When I first arrived to the classroom, I noticed they had their general lesson plans posted outside the classroom to inform the parents of the new theme they’d be using and the different focuses. “Sleep” was the new theme and they had a few words, emotions, and abilities listed that the students would be practicing. I later found out, the theme changes every 2-4 weeks, 3 usually being the most optimal length of time. Once in the classroom, I immediately recognized it from videos we had been shown in class. The students’ cubbies, schedules, and different objects in the room were labeled with a name and picture. The class started with play time and I recognized the teachers practicing/encouraging joint attention and using a lot of sign language and repetition.

The class continued on, not staying on a specific activity for more than 20 minutes. They had “circle time” which I remember watching a video of during class. The structure was very similar, they were just using their theme of “Sleep” and used a book called “Time to Sleep”. They used songs, name calling, matching, recognition, joint attention, imitation, and repetition throughout this time. The rest of their schedule consisted of art/sensory time, play/DTT time, outside time, snack time, table time, and music/sensory time. Throughout all of these, I saw strategies we learned in class. The teachers had assessment sheets for each student. The tasks/functions on the assessments varied slightly for each child. They all had categories including Social Communication, Imitation, and Play; Expressive Language and Speech Production; Receptive Language; and Learning Readiness. Each child must complete a task 80% of the time for 3 days in a row to have mastered it. They used a scale of 1-5 for the assisting/prompting needed for each task. 1 meant they physically had to touch/move the child to perform the task. 5 meant they could do the task without any assisting by recognizing the prompt on their own.

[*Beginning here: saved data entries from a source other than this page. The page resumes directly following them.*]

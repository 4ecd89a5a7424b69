use crate::header::Compression;

/// Errors produced while reading, writing, or serving `PMTiles` archives.
#[derive(Debug, thiserror::Error)]
#[non_exhaustive]
pub enum PmtError {
    /// The first 7 bytes did not match the `PMTiles` v3 magic number.
    #[error("Invalid magic number")]
    InvalidMagicNumber,

    /// The archive's magic number matches the `PM` prefix used by the v2 format.
    #[error("Unsupported PMTiles version: spec version {0} detected; upgrade required")]
    UnsupportedPmTilesVersion(u8),

    /// The 127-byte header could not be parsed.
    #[error("Invalid header")]
    InvalidHeader,

    /// A compression byte did not map to a known [`Compression`] variant.
    #[error("Invalid compression")]
    InvalidCompression,

    /// A tile-type byte did not map to a known tile type.
    #[error("Invalid tile type")]
    InvalidTileType,

    /// A directory entry was malformed (bad varint, missing predecessor for a
    /// contiguous-offset sentinel, premature EOF, ...).
    #[error("Invalid directory entry")]
    InvalidEntry,

    /// More than three leaf-directory hops were required to resolve a tile.
    #[error("Directory nesting too deep; archive is ill-formed")]
    DirectoryTooDeep,

    /// An underlying I/O error, not a range-request precondition failure.
    #[error("I/O error: {0}")]
    Reading(#[from] std::io::Error),

    /// A range request returned a different byte count than was requested.
    #[error("Backend returned {1} bytes, expected {0}")]
    UnexpectedNumberOfBytesReturned(usize, usize),

    /// A range request returned more bytes than were requested.
    #[error("Response body of {0} bytes is longer than the requested {1} bytes")]
    ResponseBodyTooLong(usize, usize),

    /// The remote object no longer matches the `ETag` a caller pinned with `If-Match`.
    /// Distinguished so the tile-serving cache can purge and retry exactly once.
    #[error("Remote object changed; refresh required (etag {0:?})")]
    RefreshRequired(Option<String>),

    /// The backend does not support byte-range requests.
    #[error("Range requests unsupported by this backend")]
    RangeRequestsUnsupported,

    /// Tried to use a compression algorithm that isn't supported for this operation.
    #[error("Unsupported compression: {0:?}")]
    UnsupportedCompression(Compression),

    /// A directory-entry length or offset overflowed the on-disk integer width.
    #[error("Index entry overflowed available integer width")]
    IndexEntryOverflow,

    /// A byte offset did not fit into a `usize` on this platform.
    #[error("I/O range overflowed usize: {0}")]
    IoRangeOverflow(std::num::TryFromIntError),

    /// The memory-mapped file could not be opened.
    #[error("Unable to open mmap file")]
    UnableToOpenMmapFile,

    /// An archive invariant the writer or `verify` requires was violated.
    #[error("Invariant violation: {0}")]
    InvariantViolation(String),

    /// Inputs to `merge` were not disjoint, or otherwise incompatible.
    #[error("Merge conflict: {0}")]
    MergeConflict(String),

    /// CLI/API misuse: mutually exclusive options, missing required input, etc.
    #[error("Invalid usage: {0}")]
    UserError(String),

    /// Metadata or directory bytes were not valid UTF-8.
    #[error("Invalid UTF-8: {0}")]
    Utf8(#[from] std::string::FromUtf8Error),

    /// JSON (metadata or `TileJSON`) could not be parsed.
    #[cfg(feature = "tilejson")]
    #[error("JSON error: {0}")]
    Json(#[from] serde_json::Error),

    /// A GeoJSON region could not be parsed or had no usable geometry.
    #[cfg(feature = "extract")]
    #[error("Invalid region: {0}")]
    InvalidRegion(String),

    /// A varint could not be read from a directory byte stream.
    #[error("Varint decode error")]
    VarintDecode,

    /// Underlying HTTP client error.
    #[cfg(feature = "http-async")]
    #[error("HTTP error: {0}")]
    Http(#[from] reqwest::Error),

    /// Underlying invalid header value.
    #[cfg(feature = "http-async")]
    #[error("Invalid header value: {0}")]
    InvalidHeaderValue(#[from] reqwest::header::InvalidHeaderValue),

    /// Underlying bad URL.
    #[cfg(feature = "http-async")]
    #[error("Invalid URL: {0}")]
    InvalidUrl(#[from] url::ParseError),

    /// Underlying `object_store` error.
    #[cfg(feature = "object-store")]
    #[error("Object store error: {0}")]
    ObjectStore(#[from] object_store::Error),

    /// Underlying S3 error.
    #[cfg(feature = "s3-async-native")]
    #[error("S3 error: {0}")]
    S3(#[from] s3::error::S3Error),
    #[cfg(all(feature = "s3-async-rustls", not(feature = "s3-async-native")))]
    #[error("S3 error: {0}")]
    S3(#[from] s3::error::S3Error),

    /// Underlying AWS SDK S3 error.
    #[cfg(feature = "aws-s3-async")]
    #[error("AWS S3 error: {0}")]
    AwsS3(
        #[from]
        Box<aws_sdk_s3::error::SdkError<aws_sdk_s3::operation::get_object::GetObjectError>>,
    ),
}

/// Convenience alias used throughout the crate.
pub type PmtResult<T> = Result<T, PmtError>;
use bytes::Bytes;
use s3::Bucket;

use crate::async_reader::{AsyncBackend, AsyncPmTilesReader};
use crate::cache::{DirectoryCache, NoCache};
use crate::error::PmtError::{ResponseBodyTooLong, UnexpectedNumberOfBytesReturned};
use crate::PmtResult;

impl AsyncPmTilesReader<S3Backend, NoCache> {
    /// Creates a new `PMTiles` reader from a URL using the Reqwest backend.
    ///
    /// Fails if [url] does not exist or is an invalid archive. (Note: HTTP requests are made to validate it.)
    pub async fn new_with_bucket_path(bucket: Bucket, path: String) -> PmtResult<Self> {
        Self::new_with_cached_bucket_path(NoCache, bucket, path).await
    }
}

impl<C: DirectoryCache + Sync + Send> AsyncPmTilesReader<S3Backend, C> {
    /// Creates a new `PMTiles` reader with cache from a URL using the Reqwest backend.
    ///
    /// Fails if [url] does not exist or is an invalid archive. (Note: HTTP requests are made to validate it.)
    pub async fn new_with_cached_bucket_path(
        cache: C,
        bucket: Bucket,
        path: String,
    ) -> PmtResult<Self> {
        let backend = S3Backend::from(bucket, path);

        Self::try_from_cached_source(backend, cache).await
    }
}

pub struct S3Backend {
    bucket: Bucket,
    path: String,
}

impl S3Backend {
    #[must_use]
    pub fn from(bucket: Bucket, path: String) -> S3Backend {
        Self { bucket, path }
    }
}

impl AsyncBackend for S3Backend {
    async fn read_exact(&self, offset: usize, length: usize) -> PmtResult<Bytes> {
        let data = self.read(offset, length).await?;

        if data.len() == length {
            Ok(data)
        } else {
            Err(UnexpectedNumberOfBytesReturned(length, data.len()))
        }
    }

    async fn read(&self, offset: usize, length: usize) -> PmtResult<Bytes> {
        let response = self
            .bucket
            .get_object_range(
                self.path.as_str(),
                offset as _,
                Some((offset + length - 1) as _),
            )
            .await?;

        let response_bytes = response.bytes();

        if response_bytes.len() > length {
            Err(ResponseBodyTooLong(response_bytes.len(), length))
        } else {
            Ok(response_bytes.clone())
        }
    }
}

I truly enjoyed spending two and a half hours with the students and teachers. I was somewhat skeptical going into this assignment because I have very little relative experience. This is my very first education class I’ve taken, I am not an education major and felt like I knew very little about it, and this project was my very first time being in an educational setting like that. After my experience, I feel more confident and comfortable. I only have positive things to say about it and am happy I got some real-life experience. ¬† I do wish I could more hands-on time, not just observing, but for my first time it was probably best. Cathy, Liz, and Megan (I believe that was her name) were extremely helpful and welcoming. They answered any questions I had, were more than willing to share any knowledge and information, and they kept me in the loop with what was going on throughout class (especially when I wasn’t exactly sure what questions to ask). I had a bit of a fiasco with my original plans to do my observation with getting sick, schedule conflicts, and my school/work/ROTC obligations, but Cathy was very helpful with fitting me in.

This experience left me excited I decided to pick this path for my own education. I look forward to being able to use my technological skill set to help the students and teachers in the world of Special Education – A big thanks to the employees and patients of the Kennedy Krieger Institute!